◆ **PROBLEM STATEMENT**:
Find each line of the entries with the string "cell", please, and copy it.

Stored data entries:
##########
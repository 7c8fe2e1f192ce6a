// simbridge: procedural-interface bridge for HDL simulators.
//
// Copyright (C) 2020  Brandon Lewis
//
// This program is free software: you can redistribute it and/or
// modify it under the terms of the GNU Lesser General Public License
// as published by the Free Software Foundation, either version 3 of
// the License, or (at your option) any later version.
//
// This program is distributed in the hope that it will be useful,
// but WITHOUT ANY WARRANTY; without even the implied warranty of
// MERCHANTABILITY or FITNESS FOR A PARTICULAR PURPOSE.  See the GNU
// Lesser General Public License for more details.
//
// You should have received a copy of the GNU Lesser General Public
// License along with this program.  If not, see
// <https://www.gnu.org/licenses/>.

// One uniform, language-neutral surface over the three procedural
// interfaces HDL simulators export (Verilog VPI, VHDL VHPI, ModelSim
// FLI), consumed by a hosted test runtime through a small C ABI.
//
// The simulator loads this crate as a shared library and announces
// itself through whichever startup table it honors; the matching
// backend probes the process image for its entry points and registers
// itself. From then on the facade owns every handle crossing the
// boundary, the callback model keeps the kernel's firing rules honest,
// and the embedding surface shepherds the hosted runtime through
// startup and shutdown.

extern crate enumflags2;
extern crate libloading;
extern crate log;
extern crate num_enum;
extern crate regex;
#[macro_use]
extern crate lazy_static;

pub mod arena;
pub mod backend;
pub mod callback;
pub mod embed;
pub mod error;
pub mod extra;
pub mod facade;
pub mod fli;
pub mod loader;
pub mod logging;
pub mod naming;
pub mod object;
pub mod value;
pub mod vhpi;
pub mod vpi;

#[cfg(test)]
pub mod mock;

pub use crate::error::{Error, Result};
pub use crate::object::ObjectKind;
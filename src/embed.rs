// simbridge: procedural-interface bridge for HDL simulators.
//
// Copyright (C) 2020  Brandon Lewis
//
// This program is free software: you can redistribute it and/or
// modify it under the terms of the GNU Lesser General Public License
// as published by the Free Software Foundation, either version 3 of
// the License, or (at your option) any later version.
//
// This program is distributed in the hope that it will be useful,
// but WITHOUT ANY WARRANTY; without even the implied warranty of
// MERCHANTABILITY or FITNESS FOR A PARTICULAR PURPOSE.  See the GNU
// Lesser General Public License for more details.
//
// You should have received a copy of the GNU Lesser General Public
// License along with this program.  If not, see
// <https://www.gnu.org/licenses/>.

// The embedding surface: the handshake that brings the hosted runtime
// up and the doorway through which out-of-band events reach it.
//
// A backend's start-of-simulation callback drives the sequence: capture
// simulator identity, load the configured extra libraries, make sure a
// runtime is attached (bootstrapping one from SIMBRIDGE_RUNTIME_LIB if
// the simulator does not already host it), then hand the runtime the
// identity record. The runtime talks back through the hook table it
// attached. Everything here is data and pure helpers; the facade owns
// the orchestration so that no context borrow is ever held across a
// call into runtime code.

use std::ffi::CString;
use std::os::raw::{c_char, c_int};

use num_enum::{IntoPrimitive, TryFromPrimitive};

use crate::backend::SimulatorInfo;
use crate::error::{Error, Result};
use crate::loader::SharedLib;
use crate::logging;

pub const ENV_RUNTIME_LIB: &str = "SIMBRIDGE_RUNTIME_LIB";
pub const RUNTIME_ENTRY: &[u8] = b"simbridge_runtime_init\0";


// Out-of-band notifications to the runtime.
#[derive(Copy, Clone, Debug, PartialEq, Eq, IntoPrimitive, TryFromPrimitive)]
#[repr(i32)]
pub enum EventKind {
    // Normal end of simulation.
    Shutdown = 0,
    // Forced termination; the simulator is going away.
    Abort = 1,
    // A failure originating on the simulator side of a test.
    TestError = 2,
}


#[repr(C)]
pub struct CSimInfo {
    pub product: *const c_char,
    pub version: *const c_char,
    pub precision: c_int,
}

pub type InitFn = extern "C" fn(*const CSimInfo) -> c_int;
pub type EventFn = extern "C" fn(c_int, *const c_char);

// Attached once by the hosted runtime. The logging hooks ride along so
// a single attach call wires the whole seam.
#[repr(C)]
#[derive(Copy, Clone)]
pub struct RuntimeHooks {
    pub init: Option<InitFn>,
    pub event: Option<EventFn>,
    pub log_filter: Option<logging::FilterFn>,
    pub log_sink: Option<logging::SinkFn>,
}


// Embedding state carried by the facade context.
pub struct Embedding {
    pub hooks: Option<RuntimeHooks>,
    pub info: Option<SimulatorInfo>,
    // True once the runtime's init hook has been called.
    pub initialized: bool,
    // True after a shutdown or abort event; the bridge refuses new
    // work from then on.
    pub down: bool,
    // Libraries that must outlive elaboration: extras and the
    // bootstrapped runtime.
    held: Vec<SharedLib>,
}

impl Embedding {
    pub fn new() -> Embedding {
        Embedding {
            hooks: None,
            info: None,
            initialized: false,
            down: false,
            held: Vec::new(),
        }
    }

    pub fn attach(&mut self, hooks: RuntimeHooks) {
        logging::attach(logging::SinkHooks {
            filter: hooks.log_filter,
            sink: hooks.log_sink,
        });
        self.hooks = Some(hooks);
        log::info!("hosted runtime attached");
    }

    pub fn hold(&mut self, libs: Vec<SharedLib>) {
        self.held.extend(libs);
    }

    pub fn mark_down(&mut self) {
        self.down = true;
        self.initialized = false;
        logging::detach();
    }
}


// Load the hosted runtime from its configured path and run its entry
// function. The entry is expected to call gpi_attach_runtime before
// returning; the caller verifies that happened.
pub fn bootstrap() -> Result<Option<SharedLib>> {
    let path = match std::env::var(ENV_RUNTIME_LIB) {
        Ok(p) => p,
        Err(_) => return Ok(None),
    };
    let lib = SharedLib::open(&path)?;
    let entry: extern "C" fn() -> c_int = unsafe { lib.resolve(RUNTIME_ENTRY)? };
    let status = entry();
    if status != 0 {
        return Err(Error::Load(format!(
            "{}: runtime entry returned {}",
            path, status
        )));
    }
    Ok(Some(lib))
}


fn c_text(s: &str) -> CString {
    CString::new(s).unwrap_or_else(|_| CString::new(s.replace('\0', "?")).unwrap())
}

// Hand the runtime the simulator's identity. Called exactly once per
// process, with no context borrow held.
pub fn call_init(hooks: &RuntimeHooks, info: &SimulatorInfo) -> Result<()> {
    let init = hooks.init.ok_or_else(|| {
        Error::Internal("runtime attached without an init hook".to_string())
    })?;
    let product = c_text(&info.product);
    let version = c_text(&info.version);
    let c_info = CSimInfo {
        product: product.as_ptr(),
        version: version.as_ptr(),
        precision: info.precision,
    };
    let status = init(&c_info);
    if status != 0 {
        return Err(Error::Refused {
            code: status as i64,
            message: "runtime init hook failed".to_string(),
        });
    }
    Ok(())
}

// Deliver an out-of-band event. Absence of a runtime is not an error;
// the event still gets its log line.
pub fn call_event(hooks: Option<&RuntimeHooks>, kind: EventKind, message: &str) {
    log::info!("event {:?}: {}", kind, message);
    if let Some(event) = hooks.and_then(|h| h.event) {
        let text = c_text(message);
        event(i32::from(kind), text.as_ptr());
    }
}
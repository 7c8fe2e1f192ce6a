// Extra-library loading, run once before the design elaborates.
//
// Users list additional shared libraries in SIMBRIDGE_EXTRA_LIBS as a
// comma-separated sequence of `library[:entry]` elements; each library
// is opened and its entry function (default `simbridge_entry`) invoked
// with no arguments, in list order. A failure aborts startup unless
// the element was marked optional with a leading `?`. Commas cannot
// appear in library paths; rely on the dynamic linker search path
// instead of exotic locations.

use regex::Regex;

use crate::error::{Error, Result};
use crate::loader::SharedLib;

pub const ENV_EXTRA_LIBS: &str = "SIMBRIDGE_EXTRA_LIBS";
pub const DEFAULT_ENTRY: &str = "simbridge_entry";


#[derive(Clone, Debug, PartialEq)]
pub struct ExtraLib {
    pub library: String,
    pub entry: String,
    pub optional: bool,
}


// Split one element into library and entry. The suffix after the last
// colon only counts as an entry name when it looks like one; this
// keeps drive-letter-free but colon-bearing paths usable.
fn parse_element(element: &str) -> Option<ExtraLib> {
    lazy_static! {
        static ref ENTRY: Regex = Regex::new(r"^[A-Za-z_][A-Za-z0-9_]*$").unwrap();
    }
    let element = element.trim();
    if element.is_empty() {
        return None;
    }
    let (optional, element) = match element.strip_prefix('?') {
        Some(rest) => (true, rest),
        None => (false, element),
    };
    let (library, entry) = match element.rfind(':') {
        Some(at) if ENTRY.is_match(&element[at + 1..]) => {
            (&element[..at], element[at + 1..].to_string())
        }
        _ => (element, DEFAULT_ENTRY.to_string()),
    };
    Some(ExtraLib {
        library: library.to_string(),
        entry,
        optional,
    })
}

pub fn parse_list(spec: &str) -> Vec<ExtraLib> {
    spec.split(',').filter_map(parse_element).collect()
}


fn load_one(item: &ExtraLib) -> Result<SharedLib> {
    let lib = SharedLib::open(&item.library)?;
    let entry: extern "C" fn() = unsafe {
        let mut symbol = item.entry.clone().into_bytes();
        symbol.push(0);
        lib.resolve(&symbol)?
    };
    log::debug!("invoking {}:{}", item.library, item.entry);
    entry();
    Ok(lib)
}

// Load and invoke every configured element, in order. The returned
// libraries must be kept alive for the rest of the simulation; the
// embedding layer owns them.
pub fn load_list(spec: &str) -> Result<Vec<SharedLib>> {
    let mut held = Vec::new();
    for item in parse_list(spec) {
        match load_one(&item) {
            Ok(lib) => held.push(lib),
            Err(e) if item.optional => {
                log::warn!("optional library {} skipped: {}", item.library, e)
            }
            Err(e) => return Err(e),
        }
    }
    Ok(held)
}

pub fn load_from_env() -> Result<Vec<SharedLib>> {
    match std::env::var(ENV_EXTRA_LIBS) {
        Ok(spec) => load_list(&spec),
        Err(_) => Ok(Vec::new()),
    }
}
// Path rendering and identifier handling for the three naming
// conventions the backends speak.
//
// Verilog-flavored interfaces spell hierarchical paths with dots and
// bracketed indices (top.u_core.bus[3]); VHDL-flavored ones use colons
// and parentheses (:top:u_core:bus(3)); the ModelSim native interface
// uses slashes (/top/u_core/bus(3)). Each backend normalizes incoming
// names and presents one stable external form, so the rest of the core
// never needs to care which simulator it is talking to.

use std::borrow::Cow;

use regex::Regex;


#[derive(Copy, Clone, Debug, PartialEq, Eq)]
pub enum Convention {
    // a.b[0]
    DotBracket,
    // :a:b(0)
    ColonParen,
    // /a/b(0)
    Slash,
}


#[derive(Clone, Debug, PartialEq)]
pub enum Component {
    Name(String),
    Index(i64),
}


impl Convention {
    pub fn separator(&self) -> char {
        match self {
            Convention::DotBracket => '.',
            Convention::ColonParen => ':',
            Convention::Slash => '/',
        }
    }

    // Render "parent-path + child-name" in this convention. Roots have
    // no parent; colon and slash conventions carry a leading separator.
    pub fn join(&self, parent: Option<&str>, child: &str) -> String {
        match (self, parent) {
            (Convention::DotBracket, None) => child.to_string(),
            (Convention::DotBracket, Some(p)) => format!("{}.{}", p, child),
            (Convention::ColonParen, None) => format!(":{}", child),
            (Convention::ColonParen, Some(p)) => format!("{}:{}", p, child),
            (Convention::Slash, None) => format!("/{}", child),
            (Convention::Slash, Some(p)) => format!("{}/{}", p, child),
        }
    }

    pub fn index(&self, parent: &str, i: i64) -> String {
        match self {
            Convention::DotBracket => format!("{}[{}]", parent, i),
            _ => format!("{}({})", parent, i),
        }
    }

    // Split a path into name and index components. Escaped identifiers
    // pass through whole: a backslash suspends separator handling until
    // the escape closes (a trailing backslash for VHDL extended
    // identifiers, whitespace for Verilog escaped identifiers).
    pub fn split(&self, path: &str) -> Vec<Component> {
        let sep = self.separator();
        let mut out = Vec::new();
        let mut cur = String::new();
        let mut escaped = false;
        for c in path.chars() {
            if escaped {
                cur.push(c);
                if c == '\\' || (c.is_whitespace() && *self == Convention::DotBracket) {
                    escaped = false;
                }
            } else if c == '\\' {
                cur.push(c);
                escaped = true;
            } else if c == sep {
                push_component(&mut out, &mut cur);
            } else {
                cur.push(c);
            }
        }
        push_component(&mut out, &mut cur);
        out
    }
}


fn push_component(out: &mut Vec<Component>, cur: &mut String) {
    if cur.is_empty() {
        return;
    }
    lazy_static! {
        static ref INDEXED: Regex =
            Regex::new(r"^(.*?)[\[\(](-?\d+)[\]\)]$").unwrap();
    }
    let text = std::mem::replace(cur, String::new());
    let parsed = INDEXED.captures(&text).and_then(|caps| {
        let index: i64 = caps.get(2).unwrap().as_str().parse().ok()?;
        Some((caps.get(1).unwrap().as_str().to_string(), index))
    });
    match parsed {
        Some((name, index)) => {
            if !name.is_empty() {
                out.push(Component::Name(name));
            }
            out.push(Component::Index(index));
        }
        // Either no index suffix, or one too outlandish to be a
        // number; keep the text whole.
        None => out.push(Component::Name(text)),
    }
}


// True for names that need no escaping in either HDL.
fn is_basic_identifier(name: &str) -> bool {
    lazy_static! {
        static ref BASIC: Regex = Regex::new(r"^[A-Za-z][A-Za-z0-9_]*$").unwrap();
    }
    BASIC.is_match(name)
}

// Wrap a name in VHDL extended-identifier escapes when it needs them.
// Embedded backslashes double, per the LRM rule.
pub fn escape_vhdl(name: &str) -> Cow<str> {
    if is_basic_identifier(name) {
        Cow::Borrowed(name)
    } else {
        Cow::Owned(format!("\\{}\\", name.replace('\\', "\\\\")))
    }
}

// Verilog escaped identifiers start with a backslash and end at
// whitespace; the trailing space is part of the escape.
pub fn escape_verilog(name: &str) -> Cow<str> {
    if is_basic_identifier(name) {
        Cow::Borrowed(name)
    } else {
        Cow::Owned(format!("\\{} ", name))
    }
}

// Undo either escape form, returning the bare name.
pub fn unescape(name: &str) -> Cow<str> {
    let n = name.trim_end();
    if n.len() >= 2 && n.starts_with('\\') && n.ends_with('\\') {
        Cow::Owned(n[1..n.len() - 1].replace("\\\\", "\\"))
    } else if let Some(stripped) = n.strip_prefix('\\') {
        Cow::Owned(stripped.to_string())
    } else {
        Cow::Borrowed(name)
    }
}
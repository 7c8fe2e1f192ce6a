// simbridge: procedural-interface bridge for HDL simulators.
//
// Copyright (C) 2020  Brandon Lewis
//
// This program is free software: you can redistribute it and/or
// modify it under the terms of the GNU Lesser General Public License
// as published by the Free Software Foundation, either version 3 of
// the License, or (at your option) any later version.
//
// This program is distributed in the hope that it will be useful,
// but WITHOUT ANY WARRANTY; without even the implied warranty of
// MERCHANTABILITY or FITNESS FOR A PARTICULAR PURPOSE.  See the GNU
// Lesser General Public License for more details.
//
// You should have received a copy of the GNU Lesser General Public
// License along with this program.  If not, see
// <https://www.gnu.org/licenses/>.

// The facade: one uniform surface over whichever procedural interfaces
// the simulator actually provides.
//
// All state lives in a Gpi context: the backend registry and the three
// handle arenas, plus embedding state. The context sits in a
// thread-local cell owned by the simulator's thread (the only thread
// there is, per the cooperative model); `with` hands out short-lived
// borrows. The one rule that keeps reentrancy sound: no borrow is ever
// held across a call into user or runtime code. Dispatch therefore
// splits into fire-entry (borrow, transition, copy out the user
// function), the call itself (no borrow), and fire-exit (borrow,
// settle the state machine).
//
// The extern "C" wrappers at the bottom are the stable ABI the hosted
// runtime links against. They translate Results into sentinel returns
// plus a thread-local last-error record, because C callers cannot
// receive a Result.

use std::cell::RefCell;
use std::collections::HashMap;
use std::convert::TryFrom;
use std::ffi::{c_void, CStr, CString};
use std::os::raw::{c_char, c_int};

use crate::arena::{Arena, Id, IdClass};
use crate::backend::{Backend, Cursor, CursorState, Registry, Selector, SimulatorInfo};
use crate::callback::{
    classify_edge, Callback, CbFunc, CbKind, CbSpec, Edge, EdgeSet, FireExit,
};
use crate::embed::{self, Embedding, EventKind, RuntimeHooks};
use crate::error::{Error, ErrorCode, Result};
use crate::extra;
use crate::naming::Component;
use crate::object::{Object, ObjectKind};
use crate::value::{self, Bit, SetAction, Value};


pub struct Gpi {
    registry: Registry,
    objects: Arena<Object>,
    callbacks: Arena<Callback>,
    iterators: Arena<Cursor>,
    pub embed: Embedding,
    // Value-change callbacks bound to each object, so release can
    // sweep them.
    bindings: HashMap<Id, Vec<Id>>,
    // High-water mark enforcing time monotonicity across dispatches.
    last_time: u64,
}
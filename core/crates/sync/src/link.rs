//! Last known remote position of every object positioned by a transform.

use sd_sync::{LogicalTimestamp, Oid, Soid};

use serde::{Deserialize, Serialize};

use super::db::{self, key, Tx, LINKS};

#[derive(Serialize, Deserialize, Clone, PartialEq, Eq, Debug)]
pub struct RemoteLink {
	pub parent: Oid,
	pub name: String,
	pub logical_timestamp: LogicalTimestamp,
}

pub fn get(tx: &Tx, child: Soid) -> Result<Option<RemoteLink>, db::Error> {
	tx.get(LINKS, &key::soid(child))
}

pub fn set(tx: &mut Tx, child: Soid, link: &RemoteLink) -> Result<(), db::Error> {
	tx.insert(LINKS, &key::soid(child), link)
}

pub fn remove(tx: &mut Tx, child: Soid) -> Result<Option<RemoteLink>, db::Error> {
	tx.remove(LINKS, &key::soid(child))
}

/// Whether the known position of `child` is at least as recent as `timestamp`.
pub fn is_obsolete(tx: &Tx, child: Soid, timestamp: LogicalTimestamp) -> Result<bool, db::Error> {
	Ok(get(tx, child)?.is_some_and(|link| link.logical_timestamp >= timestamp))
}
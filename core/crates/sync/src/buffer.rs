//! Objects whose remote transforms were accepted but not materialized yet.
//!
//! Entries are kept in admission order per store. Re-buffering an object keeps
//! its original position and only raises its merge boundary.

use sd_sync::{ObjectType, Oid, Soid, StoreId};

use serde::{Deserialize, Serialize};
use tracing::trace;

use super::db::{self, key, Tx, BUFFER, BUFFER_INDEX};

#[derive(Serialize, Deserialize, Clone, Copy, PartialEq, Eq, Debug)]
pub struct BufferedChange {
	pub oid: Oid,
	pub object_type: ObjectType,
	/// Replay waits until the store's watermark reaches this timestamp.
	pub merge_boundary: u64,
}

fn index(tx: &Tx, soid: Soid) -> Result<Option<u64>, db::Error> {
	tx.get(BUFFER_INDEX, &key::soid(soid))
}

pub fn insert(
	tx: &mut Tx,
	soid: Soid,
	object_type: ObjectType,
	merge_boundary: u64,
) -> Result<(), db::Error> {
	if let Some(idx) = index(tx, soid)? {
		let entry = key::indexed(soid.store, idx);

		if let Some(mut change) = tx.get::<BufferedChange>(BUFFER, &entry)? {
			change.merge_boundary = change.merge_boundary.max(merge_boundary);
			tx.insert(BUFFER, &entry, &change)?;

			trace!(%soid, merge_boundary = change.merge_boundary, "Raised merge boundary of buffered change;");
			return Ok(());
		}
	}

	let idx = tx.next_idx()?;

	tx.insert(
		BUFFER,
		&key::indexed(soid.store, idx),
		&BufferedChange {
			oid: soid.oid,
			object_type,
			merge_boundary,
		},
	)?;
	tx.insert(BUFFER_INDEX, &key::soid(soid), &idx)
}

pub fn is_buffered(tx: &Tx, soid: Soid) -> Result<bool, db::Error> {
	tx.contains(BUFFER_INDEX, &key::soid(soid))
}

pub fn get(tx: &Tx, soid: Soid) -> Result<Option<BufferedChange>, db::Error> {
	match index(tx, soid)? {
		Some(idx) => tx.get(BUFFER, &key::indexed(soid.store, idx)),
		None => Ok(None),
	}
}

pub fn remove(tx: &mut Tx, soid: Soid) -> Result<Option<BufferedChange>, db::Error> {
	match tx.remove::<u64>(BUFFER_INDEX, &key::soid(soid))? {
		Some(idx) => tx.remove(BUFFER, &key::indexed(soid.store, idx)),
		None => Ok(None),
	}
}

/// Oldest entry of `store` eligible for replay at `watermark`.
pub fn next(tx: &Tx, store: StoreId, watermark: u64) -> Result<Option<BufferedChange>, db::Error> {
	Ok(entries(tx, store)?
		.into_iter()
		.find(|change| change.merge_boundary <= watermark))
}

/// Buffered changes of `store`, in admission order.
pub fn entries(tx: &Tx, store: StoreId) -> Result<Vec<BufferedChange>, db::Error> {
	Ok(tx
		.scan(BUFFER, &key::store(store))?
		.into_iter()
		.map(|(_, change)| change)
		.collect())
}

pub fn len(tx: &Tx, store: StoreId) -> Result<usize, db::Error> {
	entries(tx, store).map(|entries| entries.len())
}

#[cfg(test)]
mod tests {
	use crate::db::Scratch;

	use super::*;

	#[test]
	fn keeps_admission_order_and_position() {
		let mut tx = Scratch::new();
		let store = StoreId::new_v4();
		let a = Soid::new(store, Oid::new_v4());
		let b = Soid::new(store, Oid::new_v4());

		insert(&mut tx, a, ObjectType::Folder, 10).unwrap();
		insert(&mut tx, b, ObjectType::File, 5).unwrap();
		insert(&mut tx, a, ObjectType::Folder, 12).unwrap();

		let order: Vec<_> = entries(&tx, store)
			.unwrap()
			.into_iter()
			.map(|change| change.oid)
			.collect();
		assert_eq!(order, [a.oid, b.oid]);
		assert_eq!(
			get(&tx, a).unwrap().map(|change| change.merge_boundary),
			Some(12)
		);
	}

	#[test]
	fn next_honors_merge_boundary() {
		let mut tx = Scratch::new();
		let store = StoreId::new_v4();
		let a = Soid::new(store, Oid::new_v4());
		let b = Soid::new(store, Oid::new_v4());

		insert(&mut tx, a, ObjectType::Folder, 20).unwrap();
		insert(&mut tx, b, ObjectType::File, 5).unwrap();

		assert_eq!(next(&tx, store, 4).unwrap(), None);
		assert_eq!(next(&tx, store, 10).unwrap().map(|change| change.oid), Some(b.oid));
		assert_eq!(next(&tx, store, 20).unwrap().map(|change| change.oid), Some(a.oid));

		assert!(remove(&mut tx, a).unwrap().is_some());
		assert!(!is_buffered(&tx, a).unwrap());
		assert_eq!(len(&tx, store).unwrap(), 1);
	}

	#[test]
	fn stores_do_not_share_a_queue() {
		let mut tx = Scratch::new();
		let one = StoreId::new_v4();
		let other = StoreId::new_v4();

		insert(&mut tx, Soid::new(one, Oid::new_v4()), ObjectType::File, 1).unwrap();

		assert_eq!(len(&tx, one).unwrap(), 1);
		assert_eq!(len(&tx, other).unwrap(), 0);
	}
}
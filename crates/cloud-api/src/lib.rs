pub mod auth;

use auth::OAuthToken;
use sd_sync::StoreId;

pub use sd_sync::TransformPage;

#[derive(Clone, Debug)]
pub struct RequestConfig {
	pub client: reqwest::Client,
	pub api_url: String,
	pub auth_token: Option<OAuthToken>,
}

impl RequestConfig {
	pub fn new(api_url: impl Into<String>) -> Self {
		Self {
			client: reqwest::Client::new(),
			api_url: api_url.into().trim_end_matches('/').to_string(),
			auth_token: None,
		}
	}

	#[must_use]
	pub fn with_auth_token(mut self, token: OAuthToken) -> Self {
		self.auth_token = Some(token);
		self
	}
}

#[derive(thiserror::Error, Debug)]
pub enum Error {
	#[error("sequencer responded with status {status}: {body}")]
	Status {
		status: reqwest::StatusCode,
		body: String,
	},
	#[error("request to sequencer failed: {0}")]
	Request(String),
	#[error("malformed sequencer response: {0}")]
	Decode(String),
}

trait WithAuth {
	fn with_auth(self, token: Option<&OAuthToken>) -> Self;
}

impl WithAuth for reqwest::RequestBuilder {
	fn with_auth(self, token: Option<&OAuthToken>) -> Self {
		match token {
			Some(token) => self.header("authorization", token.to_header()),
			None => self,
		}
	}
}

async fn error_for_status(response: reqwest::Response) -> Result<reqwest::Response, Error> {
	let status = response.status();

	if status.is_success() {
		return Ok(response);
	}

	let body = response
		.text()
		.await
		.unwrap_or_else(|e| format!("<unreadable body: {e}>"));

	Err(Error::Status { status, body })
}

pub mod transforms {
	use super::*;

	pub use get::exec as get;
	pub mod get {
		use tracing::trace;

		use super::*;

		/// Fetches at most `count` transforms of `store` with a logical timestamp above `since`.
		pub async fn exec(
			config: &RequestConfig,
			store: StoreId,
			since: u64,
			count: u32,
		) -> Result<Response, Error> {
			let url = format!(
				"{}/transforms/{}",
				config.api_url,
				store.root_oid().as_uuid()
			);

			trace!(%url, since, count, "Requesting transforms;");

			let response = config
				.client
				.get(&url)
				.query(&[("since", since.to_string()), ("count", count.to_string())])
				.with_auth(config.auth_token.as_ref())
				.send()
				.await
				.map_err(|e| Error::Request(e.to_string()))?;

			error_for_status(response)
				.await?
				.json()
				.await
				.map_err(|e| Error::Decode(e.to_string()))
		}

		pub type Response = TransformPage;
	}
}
##########
◆ **EXPECTED ANSWER**:
// thread-local cell owned by the simulator's thread (the only thread
use std::cell::RefCell;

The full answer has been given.